<<<<

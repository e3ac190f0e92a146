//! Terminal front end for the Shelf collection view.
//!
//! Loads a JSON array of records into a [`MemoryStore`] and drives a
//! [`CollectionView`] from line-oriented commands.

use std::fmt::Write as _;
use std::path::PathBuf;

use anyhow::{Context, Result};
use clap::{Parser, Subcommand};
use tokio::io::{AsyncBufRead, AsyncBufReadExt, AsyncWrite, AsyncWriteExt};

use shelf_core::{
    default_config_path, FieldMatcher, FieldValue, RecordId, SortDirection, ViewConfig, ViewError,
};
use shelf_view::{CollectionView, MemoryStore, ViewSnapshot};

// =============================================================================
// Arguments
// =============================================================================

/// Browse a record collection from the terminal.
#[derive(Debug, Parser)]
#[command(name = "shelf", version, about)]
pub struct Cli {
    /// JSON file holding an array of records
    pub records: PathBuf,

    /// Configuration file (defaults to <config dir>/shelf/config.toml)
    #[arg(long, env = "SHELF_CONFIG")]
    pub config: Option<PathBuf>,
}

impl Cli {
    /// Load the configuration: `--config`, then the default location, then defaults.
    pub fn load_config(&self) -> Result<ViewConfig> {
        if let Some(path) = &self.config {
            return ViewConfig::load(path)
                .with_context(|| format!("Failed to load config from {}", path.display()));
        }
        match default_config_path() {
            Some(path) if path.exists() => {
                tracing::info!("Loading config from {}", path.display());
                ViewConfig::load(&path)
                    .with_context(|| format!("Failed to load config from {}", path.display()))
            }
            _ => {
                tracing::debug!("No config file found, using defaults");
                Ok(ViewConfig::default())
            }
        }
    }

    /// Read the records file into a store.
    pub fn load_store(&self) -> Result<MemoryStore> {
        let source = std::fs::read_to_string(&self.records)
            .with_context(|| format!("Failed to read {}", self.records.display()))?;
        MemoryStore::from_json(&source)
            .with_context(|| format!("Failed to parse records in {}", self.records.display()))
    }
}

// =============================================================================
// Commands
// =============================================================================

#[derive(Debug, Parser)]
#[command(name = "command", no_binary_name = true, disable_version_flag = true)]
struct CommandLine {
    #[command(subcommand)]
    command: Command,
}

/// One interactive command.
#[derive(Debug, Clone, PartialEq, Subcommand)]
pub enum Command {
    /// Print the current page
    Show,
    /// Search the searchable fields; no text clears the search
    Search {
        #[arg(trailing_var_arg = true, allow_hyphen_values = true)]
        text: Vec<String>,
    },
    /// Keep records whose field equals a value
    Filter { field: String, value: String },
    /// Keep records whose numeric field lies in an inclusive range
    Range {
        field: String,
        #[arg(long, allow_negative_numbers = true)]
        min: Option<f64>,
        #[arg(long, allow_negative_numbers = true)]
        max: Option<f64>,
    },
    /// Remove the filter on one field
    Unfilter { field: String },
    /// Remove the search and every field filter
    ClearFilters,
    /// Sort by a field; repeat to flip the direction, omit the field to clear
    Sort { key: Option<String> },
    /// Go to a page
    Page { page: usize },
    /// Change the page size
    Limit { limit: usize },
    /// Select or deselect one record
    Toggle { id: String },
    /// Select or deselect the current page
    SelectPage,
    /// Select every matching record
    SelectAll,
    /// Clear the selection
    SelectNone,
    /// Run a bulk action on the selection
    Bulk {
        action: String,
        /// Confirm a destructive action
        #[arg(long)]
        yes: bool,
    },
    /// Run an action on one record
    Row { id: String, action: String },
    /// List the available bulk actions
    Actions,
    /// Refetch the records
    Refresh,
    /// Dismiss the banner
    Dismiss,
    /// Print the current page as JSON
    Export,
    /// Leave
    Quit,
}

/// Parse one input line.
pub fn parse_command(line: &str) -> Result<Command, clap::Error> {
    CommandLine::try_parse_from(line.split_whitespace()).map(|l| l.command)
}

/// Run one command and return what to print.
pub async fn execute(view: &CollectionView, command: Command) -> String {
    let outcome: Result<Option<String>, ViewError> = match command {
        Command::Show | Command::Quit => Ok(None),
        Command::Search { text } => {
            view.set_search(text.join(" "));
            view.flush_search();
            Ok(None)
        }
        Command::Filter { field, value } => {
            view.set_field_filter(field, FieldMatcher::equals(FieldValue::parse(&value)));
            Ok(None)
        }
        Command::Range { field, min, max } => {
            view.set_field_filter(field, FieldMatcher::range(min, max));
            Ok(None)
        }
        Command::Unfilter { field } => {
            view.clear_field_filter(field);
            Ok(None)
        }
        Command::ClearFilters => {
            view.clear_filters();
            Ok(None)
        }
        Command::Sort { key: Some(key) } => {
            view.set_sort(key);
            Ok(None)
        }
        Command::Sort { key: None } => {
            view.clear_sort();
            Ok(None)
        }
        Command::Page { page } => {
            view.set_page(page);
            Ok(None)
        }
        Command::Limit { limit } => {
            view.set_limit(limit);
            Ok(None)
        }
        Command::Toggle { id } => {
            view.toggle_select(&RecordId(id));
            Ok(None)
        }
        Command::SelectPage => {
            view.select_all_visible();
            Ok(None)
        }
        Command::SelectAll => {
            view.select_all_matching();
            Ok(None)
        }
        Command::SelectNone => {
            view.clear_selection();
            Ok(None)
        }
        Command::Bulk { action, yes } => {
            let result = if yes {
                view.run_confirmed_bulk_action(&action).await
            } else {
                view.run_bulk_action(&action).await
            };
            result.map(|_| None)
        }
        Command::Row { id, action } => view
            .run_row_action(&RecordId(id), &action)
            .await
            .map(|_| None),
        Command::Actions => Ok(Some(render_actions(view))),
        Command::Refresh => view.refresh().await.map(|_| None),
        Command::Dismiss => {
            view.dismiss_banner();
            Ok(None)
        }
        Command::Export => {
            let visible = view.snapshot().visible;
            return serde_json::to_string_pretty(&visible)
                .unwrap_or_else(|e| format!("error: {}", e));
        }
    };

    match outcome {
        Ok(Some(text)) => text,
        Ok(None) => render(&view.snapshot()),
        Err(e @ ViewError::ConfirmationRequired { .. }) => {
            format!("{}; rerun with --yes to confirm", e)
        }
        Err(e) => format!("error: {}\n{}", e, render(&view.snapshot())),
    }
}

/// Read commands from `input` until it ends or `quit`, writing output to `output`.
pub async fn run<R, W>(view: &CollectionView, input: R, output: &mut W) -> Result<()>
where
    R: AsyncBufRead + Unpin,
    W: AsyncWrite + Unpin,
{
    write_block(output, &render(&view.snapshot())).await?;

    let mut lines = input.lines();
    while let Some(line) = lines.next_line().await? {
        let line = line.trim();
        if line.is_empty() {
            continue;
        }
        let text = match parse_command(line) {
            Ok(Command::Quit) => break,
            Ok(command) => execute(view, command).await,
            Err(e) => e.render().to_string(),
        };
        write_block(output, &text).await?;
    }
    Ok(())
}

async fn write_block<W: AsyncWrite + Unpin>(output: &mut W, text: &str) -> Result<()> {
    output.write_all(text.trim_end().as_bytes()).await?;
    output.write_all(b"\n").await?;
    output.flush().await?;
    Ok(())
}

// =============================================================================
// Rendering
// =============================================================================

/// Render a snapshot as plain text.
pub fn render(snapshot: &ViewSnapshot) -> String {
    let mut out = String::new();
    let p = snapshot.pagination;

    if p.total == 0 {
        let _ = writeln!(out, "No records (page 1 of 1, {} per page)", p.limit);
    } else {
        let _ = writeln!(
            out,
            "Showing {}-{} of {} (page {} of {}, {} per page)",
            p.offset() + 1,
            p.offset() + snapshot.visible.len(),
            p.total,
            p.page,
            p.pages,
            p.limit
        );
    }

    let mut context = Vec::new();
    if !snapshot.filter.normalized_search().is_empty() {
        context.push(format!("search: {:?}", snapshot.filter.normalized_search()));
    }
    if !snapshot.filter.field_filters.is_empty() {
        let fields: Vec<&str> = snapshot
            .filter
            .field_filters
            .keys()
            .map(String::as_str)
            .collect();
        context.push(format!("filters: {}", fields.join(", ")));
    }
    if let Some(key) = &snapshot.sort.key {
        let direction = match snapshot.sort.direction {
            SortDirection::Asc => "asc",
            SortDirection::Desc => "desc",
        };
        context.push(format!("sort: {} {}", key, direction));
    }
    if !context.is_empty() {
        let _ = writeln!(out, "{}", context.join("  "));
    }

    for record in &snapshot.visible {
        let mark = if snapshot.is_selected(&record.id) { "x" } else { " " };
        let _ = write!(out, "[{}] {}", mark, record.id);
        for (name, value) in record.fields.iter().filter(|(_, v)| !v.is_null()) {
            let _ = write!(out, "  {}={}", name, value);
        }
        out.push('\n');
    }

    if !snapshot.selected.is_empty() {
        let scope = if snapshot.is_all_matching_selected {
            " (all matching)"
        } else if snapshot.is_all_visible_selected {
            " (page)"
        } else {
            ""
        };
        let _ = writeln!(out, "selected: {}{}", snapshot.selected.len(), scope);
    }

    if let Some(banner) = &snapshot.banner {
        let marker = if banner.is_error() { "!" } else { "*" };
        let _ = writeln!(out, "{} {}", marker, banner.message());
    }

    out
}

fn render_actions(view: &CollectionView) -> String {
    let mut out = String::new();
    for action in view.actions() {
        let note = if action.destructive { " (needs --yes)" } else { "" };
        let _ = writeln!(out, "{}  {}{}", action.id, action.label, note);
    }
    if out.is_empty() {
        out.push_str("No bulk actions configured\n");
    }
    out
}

>>>>

__Aim of the exercise__.
Starting at the line above that contains "MemoryStore::from_json(&source)", repeat each line exactly up to and including the line that contains "on one record", and stop there.

__Answer box__.
        MemoryStore::from_json(&source)
            .with_context(|| format!("Failed to parse records in {}", self.records.display()))
    }
}

// =============================================================================
// Commands
// =============================================================================

#[derive(Debug, Parser)]
#[command(name = "command", no_binary_name = true, disable_version_flag = true)]
struct CommandLine {
    #[command(subcommand)]
    command: Command,
}

/// One interactive command.
#[derive(Debug, Clone, PartialEq, Subcommand)]
pub enum Command {
    /// Print the current page
    Show,
    /// Search the searchable fields; no text clears the search
    Search {
        #[arg(trailing_var_arg = true, allow_hyphen_values = true)]
        text: Vec<String>,
    },
    /// Keep records whose field equals a value
    Filter { field: String, value: String },
    /// Keep records whose numeric field lies in an inclusive range
    Range {
        field: String,
        #[arg(long, allow_negative_numbers = true)]
        min: Option<f64>,
        #[arg(long, allow_negative_numbers = true)]
        max: Option<f64>,
    },
    /// Remove the filter on one field
    Unfilter { field: String },
    /// Remove the search and every field filter
    ClearFilters,
    /// Sort by a field; repeat to flip the direction, omit the field to clear
    Sort { key: Option<String> },
    /// Go to a page
    Page { page: usize },
    /// Change the page size
    Limit { limit: usize },
    /// Select or deselect one record
    Toggle { id: String },
    /// Select or deselect the current page
    SelectPage,
    /// Select every matching record
    SelectAll,
    /// Clear the selection
    SelectNone,
    /// Run a bulk action on the selection
    Bulk {
        action: String,
        /// Confirm a destructive action
        #[arg(long)]
        yes: bool,
    },
    /// Run an action on one record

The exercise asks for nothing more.